Inquiry as a distinct form of dispute resolution process involves an independent investigation of


an issue disputed by two or more parties. The principal features of inquiry in this context are: It
involves an inquiry into facts, not law. It involves the establishment of a specific type of panel to
carry out the inquiry. It does not result in a binding outcome, unless the parties agree otherwise.
The nature of the proceedings may vary – in some cases, inquiry proceedings can resemble
arbitration or a judicial process, involving written submissions and oral hearings.
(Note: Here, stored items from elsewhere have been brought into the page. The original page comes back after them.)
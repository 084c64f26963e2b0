//! Display width of a grapheme cluster, in monospace cells.
//!
//! All width decisions in the workspace flow through `egc_width`; the
//! headless measurer converts cells to pixels. The baseline comes from
//! `unicode-width`, with two corrections for clusters that crate
//! under-measures: emoji presentation sequences (VS16) and keycaps are
//! widened to 2, and a cluster never measures less than its widest scalar.

use unicode_width::UnicodeWidthStr;

const VS16: char = '\u{FE0F}';
const KEYCAP: char = '\u{20E3}';
const ZWJ: char = '\u{200D}';

/// Width in cells of one extended grapheme cluster. Control-only clusters
/// measure 0; any other non-empty cluster measures at least 1.
pub fn egc_width(cluster: &str) -> u16 {
    if cluster.is_empty() {
        return 0;
    }
    if cluster.chars().all(char::is_control) {
        return 0;
    }
    if cluster.contains(KEYCAP) || (cluster.contains(VS16) && cluster.chars().count() > 1) {
        return 2;
    }
    if cluster.contains(ZWJ) {
        return 2;
    }
    let base = UnicodeWidthStr::width(cluster).max(1);
    base.min(2) as u16
}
Fact-finding and inquiry in international organisations Fact-finding and inquiry continue to play
an important role in international relations. However, as Merrills notes, in practice commissions
of inquiry as provided in the Hague Conventions have been little used. Instead, commissions of
inquiry have tended to be established under the auspices of international organisations, such as
the League of Nations, the United Nations or the International Civil Aviation Organization. For
example, in 1999 the UN Commission on Human Rights called on the UN Secretary-General to
establish an international commission of inquiry in relation to East Timor ‘to gather and compile
systematically information on possible violations of human rights and acts which may constitute
breaches of international humanitarian law committed in East Timor since…January 1999…and
to provide the Secretary-General with its conclusions with a view to enabling him to make
recommendations on future actions…’ (Commission on Human Rights, Resolution 1999/S-4/1).
The International Commission of Inquiry on East Timor, established in response to this request,
submitted its report in January 2000(UN Document A/54/726, S/2000/59, 31 January 2000).